Rob the Protopian Punk, here. I’m a writer, novelist, musician, late starter, restarter, tech skeptic and the Count of Monte Cristo.
Netspiel is a project and community dedicated to celebrating, understanding and reclaiming our shared humanity. Designed as an antidote to doomerism and corporate, ad-driven driven media, it’s a space where I will engage my curiosity and explore whatever peaks my interest, letting the branches of the tree grow where they may. I’ll deep-dive into a range of ideas and topics, old and new, from music and film to technology and history to professional wrestling and theme park design.
Think of it as a journal, not as content. Netspiel is personal in scope and I have no aims of growing it beyond what opens my eyes and stirs my heart. I’m slapping down the clay and letting myself see what I can sculpt it into. No metrics, minimal SEO, this is my attempt at escaping the rigid categorization and algorithmic curation of social media. This is my experiment in re-humanization.

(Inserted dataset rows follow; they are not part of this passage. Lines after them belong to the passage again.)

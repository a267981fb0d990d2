//! Per-actor circuit breaker state machine.
//!
//! The breaker cuts off an actor whose admitted requests keep failing
//! downstream, independently of how fast those requests arrive.
//!
//! - **Closed**: everything is admitted; consecutive failures are counted.
//! - **Open**: everything is rejected until `recovery_timeout` has passed since
//!   the last failure, then the next check moves the breaker to half-open.
//! - **HalfOpen**: up to `half_open_max_calls` probes may be in flight. That many
//!   successes close the breaker; a single failure reopens it.

use crate::clock::duration_millis;
use serde::{Deserialize, Serialize};
use std::time::Duration;

/// Current state of a circuit breaker.
#[derive(Debug, Clone, Copy, PartialEq, Eq, Hash, Default, Serialize, Deserialize)]
#[serde(rename_all = "snake_case")]
pub enum CircuitState {
    /// Normal operating mode.
    #[default]
    Closed,
    /// Rejects every request until the recovery timeout elapses.
    Open,
    /// Probe mode allowing a limited number of requests to test recovery.
    HalfOpen,
}

/// Validated configuration shared by every actor's breaker.
#[derive(Debug, Clone, Copy, PartialEq, Eq)]
pub struct CircuitBreakerConfig {
    failure_threshold: usize,
    recovery_timeout: Duration,
    half_open_max_calls: usize,
}

/// Errors produced when validating breaker configuration.
#[derive(Debug, Clone, PartialEq, Eq)]
pub enum CircuitBreakerError {
    /// Failure threshold must be > 0.
    InvalidFailureThreshold {
        /// Value provided by caller.
        provided: usize,
    },
    /// Recovery timeout must be > 0.
    InvalidRecoveryTimeout(Duration),
    /// Half-open probe limit must be > 0.
    InvalidHalfOpenLimit {
        /// Value provided by caller.
        provided: usize,
    },
}

impl std::fmt::Display for CircuitBreakerError {
    fn fmt(&self, f: &mut std::fmt::Formatter<'_>) -> std::fmt::Result {
        match self {
            CircuitBreakerError::InvalidFailureThreshold { provided } => {
                write!(f, "failure_threshold must be > 0 (got {})", provided)
            }
            CircuitBreakerError::InvalidRecoveryTimeout(timeout) => {
                write!(f, "recovery_timeout must be > 0 (got {:?})", timeout)
            }
            CircuitBreakerError::InvalidHalfOpenLimit { provided } => {
                write!(f, "half_open_max_calls must be > 0 (got {})", provided)
            }
        }
    }
}

impl std::error::Error for CircuitBreakerError {}

impl Default for CircuitBreakerConfig {
    /// 5 failures, 60 second recovery timeout, 5 half-open probes.
    fn default() -> Self {
        Self {
            failure_threshold: 5,
            recovery_timeout: Duration::from_secs(60),
            half_open_max_calls: 5,
        }
    }
}

impl CircuitBreakerConfig {
    /// Create a config with validation.
    pub fn new(
        failure_threshold: usize,
        recovery_timeout: Duration,
        half_open_max_calls: usize,
    ) -> Result<Self, CircuitBreakerError> {
        let cfg = Self { failure_threshold, recovery_timeout, half_open_max_calls };
        cfg.validate()?;
        Ok(cfg)
    }

    /// Start from the defaults and override selectively.
    ///
    /// # Examples
    /// ```
    /// use gatehouse::CircuitBreakerConfig;
    /// use std::time::Duration;
    /// let cfg = CircuitBreakerConfig::builder()
    ///     .failure_threshold(3)
    ///     .recovery_timeout(Duration::from_secs(30))
    ///     .build()
    ///     .unwrap();
    /// assert_eq!(cfg.half_open_max_calls(), 5);
    /// ```
    pub fn builder() -> CircuitBreakerConfigBuilder {
        CircuitBreakerConfigBuilder { cfg: Self::default() }
    }

    fn validate(&self) -> Result<(), CircuitBreakerError> {
        if self.failure_threshold == 0 {
            return Err(CircuitBreakerError::InvalidFailureThreshold { provided: 0 });
        }
        if self.half_open_max_calls == 0 {
            return Err(CircuitBreakerError::InvalidHalfOpenLimit { provided: 0 });
        }
        if self.recovery_timeout == Duration::ZERO {
            return Err(CircuitBreakerError::InvalidRecoveryTimeout(self.recovery_timeout));
        }
        Ok(())
    }

    /// Consecutive failures before opening from Closed.
    pub fn failure_threshold(&self) -> usize {
        self.failure_threshold
    }

    /// Time since the last failure before Open gives way to HalfOpen.
    pub fn recovery_timeout(&self) -> Duration {
        self.recovery_timeout
    }

    /// Probes allowed in flight, and successes needed to close, while HalfOpen.
    pub fn half_open_max_calls(&self) -> usize {
        self.half_open_max_calls
    }
}

/// Builder for [`CircuitBreakerConfig`].
#[derive(Debug, Clone)]
pub struct CircuitBreakerConfigBuilder {
    cfg: CircuitBreakerConfig,
}

impl CircuitBreakerConfigBuilder {
    pub fn failure_threshold(mut self, threshold: usize) -> Self {
        self.cfg.failure_threshold = threshold;
        self
    }

    pub fn recovery_timeout(mut self, timeout: Duration) -> Self {
        self.cfg.recovery_timeout = timeout;
        self
    }

    pub fn half_open_max_calls(mut self, calls: usize) -> Self {
        self.cfg.half_open_max_calls = calls;
        self
    }

    pub fn build(self) -> Result<CircuitBreakerConfig, CircuitBreakerError> {
        self.cfg.validate()?;
        Ok(self.cfg)
    }
}

/// A state change produced by an admission check or an outcome.
#[derive(Debug, Clone, Copy, PartialEq, Eq)]
pub(crate) enum Transition {
    Opened { failure_count: usize },
    HalfOpened,
    Closed,
}

/// Point-in-time view of one actor's breaker.
#[derive(Debug, Clone, Copy, PartialEq, Eq, Default, Serialize)]
pub struct BreakerSnapshot {
    /// Current state.
    pub state: CircuitState,
    /// Failures counted since the breaker last closed or saw a success.
    pub failure_count: usize,
    /// Millisecond timestamp of the most recent failure.
    pub last_failure_millis: Option<u64>,
    /// Successful probes since entering HalfOpen.
    pub half_open_call_count: usize,
    /// Admitted probes awaiting an outcome.
    pub half_open_in_flight: usize,
}

/// Marks a request admitted into one of the breaker's half-open slots.
///
/// A ticket only frees a slot in the half-open episode that issued it.
#[derive(Debug, Clone, Copy, PartialEq, Eq, Hash)]
pub struct ProbeTicket(u64);

/// Mutable breaker state for one actor. Always accessed under that actor's lock.
#[derive(Debug, Default)]
pub(crate) struct BreakerState {
    snap: BreakerSnapshot,
    /// Bumped on every entry into HalfOpen; identifies whose probe slots are whose.
    half_open_epoch: u64,
}

impl BreakerState {
    pub(crate) fn snapshot(&self) -> BreakerSnapshot {
        self.snap
    }

    pub(crate) fn state(&self) -> CircuitState {
        self.snap.state
    }

    /// Ticket for a request just admitted, `None` unless it took a half-open slot.
    pub(crate) fn probe_ticket(&self, allowed: bool) -> Option<ProbeTicket> {
        (allowed && self.snap.state == CircuitState::HalfOpen)
            .then_some(ProbeTicket(self.half_open_epoch))
    }

    /// Admission check. Returns whether the request may proceed and any
    /// transition that happened while deciding.
    pub(crate) fn try_acquire(
        &mut self,
        cfg: &CircuitBreakerConfig,
        now: u64,
    ) -> (bool, Option<Transition>) {
        let mut transition = None;
        if self.snap.state == CircuitState::Open {
            let timeout = duration_millis(cfg.recovery_timeout);
            let elapsed = self.snap.last_failure_millis.map(|last| now.saturating_sub(last));
            match elapsed {
                Some(elapsed) if elapsed <= timeout => return (false, None),
                _ => {
                    self.enter(CircuitState::HalfOpen);
                    transition = Some(Transition::HalfOpened);
                }
            }
        }

        match self.snap.state {
            CircuitState::Closed => (true, transition),
            CircuitState::HalfOpen => {
                if self.snap.half_open_in_flight >= cfg.half_open_max_calls {
                    return (false, transition);
                }
                self.snap.half_open_in_flight += 1;
                (true, transition)
            }
            CircuitState::Open => (false, transition),
        }
    }

    /// Return a probe slot taken by `try_acquire` that will never report an outcome.
    ///
    /// Tickets from an earlier half-open episode are ignored: the slot they held
    /// was discarded when the breaker left that episode.
    pub(crate) fn release_probe(&mut self, ticket: ProbeTicket) {
        if self.snap.state == CircuitState::HalfOpen && ticket.0 == self.half_open_epoch {
            self.snap.half_open_in_flight = self.snap.half_open_in_flight.saturating_sub(1);
        }
    }

    pub(crate) fn record_success(&mut self, cfg: &CircuitBreakerConfig) -> Option<Transition> {
        match self.snap.state {
            CircuitState::Closed => {
                self.snap.failure_count = 0;
                None
            }
            CircuitState::HalfOpen => {
                self.snap.half_open_in_flight = self.snap.half_open_in_flight.saturating_sub(1);
                self.snap.half_open_call_count += 1;
                if self.snap.half_open_call_count >= cfg.half_open_max_calls {
                    self.enter(CircuitState::Closed);
                    Some(Transition::Closed)
                } else {
                    None
                }
            }
            // Late report for a request admitted before the breaker opened.
            CircuitState::Open => None,
        }
    }

    pub(crate) fn record_failure(
        &mut self,
        cfg: &CircuitBreakerConfig,
        now: u64,
    ) -> Option<Transition> {
        self.snap.failure_count = self.snap.failure_count.saturating_add(1);
        self.snap.last_failure_millis = Some(now);
        match self.snap.state {
            CircuitState::Closed if self.snap.failure_count >= cfg.failure_threshold => {
                self.enter(CircuitState::Open);
                Some(Transition::Opened { failure_count: self.snap.failure_count })
            }
            CircuitState::HalfOpen => {
                self.enter(CircuitState::Open);
                Some(Transition::Opened { failure_count: self.snap.failure_count })
            }
            _ => None,
        }
    }

    fn enter(&mut self, state: CircuitState) {
        self.snap.state = state;
        self.snap.half_open_call_count = 0;
        self.snap.half_open_in_flight = 0;
        match state {
            CircuitState::Closed => self.snap.failure_count = 0,
            CircuitState::HalfOpen => self.half_open_epoch = self.half_open_epoch.wrapping_add(1),
            CircuitState::Open => {}
        }
    }
}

Welcome. Pull up a chair. Let’s see what this becomes.
Why do you call yourself a Protopian Punk?
It’s downright dystopian out there. Sometimes I feel like I’ve woken up in a cyberpunk novel: mega-corporations battling for my attention, technology that infiltrates our minds and bodies, climate disasters, artificial intelligence. It’s all rather bleak…and we don’t even get the cool trench coats.

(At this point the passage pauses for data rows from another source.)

//! Registry of per-actor circuit breakers.
//!
//! Breakers are created lazily the first time an actor is checked or reports an
//! outcome, and live until the actor is reset. Transitions are logged and handed
//! back to the caller as [`CircuitBreakerEvent`]s.

use crate::actor::{lock, ActorId, ActorMap};
use crate::circuit_breaker::{
    BreakerSnapshot, BreakerState, CircuitBreakerConfig, CircuitState, ProbeTicket, Transition,
};
use crate::telemetry::CircuitBreakerEvent;
use serde::Serialize;
use tracing::{error, info};

/// Result of a breaker admission check.
#[derive(Debug, Clone, Copy, PartialEq, Eq)]
pub struct BreakerAdmission {
    /// Whether the request may proceed.
    pub allowed: bool,
    /// Set when the request took a half-open probe slot. The slot must be
    /// returned with [`CircuitBreakerRegistry::release_probe`] if the request
    /// never reports an outcome. Requests admitted while Closed carry `None`.
    pub probe: Option<ProbeTicket>,
    /// Transition triggered by the check.
    pub event: Option<CircuitBreakerEvent>,
}

/// Histogram of breaker states across actors.
#[derive(Debug, Clone, Copy, PartialEq, Eq, Default, Serialize)]
pub struct BreakerStateCounts {
    pub closed: usize,
    pub open: usize,
    pub half_open: usize,
}

impl BreakerStateCounts {
    fn add(&mut self, state: CircuitState) {
        match state {
            CircuitState::Closed => self.closed += 1,
            CircuitState::Open => self.open += 1,
            CircuitState::HalfOpen => self.half_open += 1,
        }
    }

    /// Breakers counted.
    pub fn total(&self) -> usize {
        self.closed + self.open + self.half_open
    }
}

/// Per-actor breakers sharing one configuration.
#[derive(Debug)]
pub struct CircuitBreakerRegistry {
    config: CircuitBreakerConfig,
    breakers: ActorMap<BreakerState>,
}

impl Default for CircuitBreakerRegistry {
    fn default() -> Self {
        Self::new(CircuitBreakerConfig::default())
    }
}

impl CircuitBreakerRegistry {
    pub fn new(config: CircuitBreakerConfig) -> Self {
        Self { config, breakers: ActorMap::default() }
    }

    pub fn config(&self) -> &CircuitBreakerConfig {
        &self.config
    }

    /// Admission check for `actor` at `now_millis`, moving an expired Open
    /// breaker to HalfOpen before deciding.
    pub fn check(&self, actor: &ActorId, now_millis: u64) -> BreakerAdmission {
        let entry = self.breakers.get_or_create(actor);
        let mut breaker = lock(&entry);
        let (allowed, transition) = breaker.try_acquire(&self.config, now_millis);
        let probe = breaker.probe_ticket(allowed);
        drop(breaker);
        BreakerAdmission { allowed, probe, event: transition.map(|t| self.announce(actor, t)) }
    }

    /// Shorthand for [`check`](Self::check) when only the verdict matters.
    pub fn is_allowed(&self, actor: &ActorId, now_millis: u64) -> bool {
        self.check(actor, now_millis).allowed
    }

    /// Give back a half-open probe slot whose request was rejected later on.
    /// A ticket from an earlier half-open episode frees nothing.
    pub fn release_probe(&self, actor: &ActorId, ticket: ProbeTicket) {
        if let Some(entry) = self.breakers.get(actor) {
            lock(&entry).release_probe(ticket);
        }
    }

    /// Record a successful downstream call.
    pub fn record_success(&self, actor: &ActorId) -> Option<CircuitBreakerEvent> {
        let entry = self.breakers.get_or_create(actor);
        let transition = lock(&entry).record_success(&self.config);
        transition.map(|t| self.announce(actor, t))
    }

    /// Record a failed downstream call at `now_millis`.
    pub fn record_failure(&self, actor: &ActorId, now_millis: u64) -> Option<CircuitBreakerEvent> {
        let entry = self.breakers.get_or_create(actor);
        let transition = lock(&entry).record_failure(&self.config, now_millis);
        transition.map(|t| self.announce(actor, t))
    }

    /// Drop the actor's breaker; the next request starts Closed.
    pub fn reset(&self, actor: &ActorId) -> bool {
        self.breakers.remove(actor)
    }

    /// Current state; unknown actors are Closed.
    pub fn state(&self, actor: &ActorId) -> CircuitState {
        self.snapshot(actor).state
    }

    /// Full breaker view; unknown actors get a fresh Closed snapshot.
    pub fn snapshot(&self, actor: &ActorId) -> BreakerSnapshot {
        self.breakers.get(actor).map(|entry| lock(&entry).snapshot()).unwrap_or_default()
    }

    /// Histogram over every tracked actor. Locks each breaker briefly, one at a time.
    pub fn state_counts(&self) -> BreakerStateCounts {
        let mut counts = BreakerStateCounts::default();
        for (_, entry) in self.breakers.entries() {
            counts.add(lock(&entry).state());
        }
        counts
    }

    fn announce(&self, actor: &ActorId, transition: Transition) -> CircuitBreakerEvent {
        match transition {
            Transition::Opened { failure_count } => {
                error!(
                    target: "gatehouse::circuit_breaker",
                    actor = %actor,
                    failures = failure_count,
                    threshold = self.config.failure_threshold(),
                    "circuit breaker → open"
                );
                CircuitBreakerEvent::Opened { failure_count }
            }
            Transition::HalfOpened => {
                info!(target: "gatehouse::circuit_breaker", actor = %actor, "circuit breaker → half-open");
                CircuitBreakerEvent::HalfOpen
            }
            Transition::Closed => {
                info!(target: "gatehouse::circuit_breaker", actor = %actor, "circuit breaker → closed");
                CircuitBreakerEvent::Closed
            }
        }
    }
}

The counter-point to dystopia is typically considered to be utopia: an ideal, even perfect world, where human beings live in absolute happiness and fulfillment. However, utopian thinking can be just as bleak as dystopian thinking. Perfection is impossible and the “ideal” is a subjective metric. One man’s utopia is another man’s dystopia.
That’s why, when envisioning a better future than our present, I prefer the term protopia. Created by the futurist Kevin Kelly, a protopia describes a society that improves incrementally over time, sometimes backsliding, but always with an eye toward progress…and not just technological, but natural, moral and societal progress as well. Protopians believe that even if things can never be perfect, they can get better, they can improve.
It can be easy to give into despair or hopelessness when looking at all the problems that face us, especially if you feel like you’re already behind in life. That’s why protopian thinking is so essential. To forge a better future, both as a society and as an individual, you must first accept that things can actually improve. That progress is still possible. This isn’t blind optimism, but rather, the raw determination that one can grow without needing to “hustle” or “optimize”.
So instead of a cyberpunk, call me a Protopian Punk.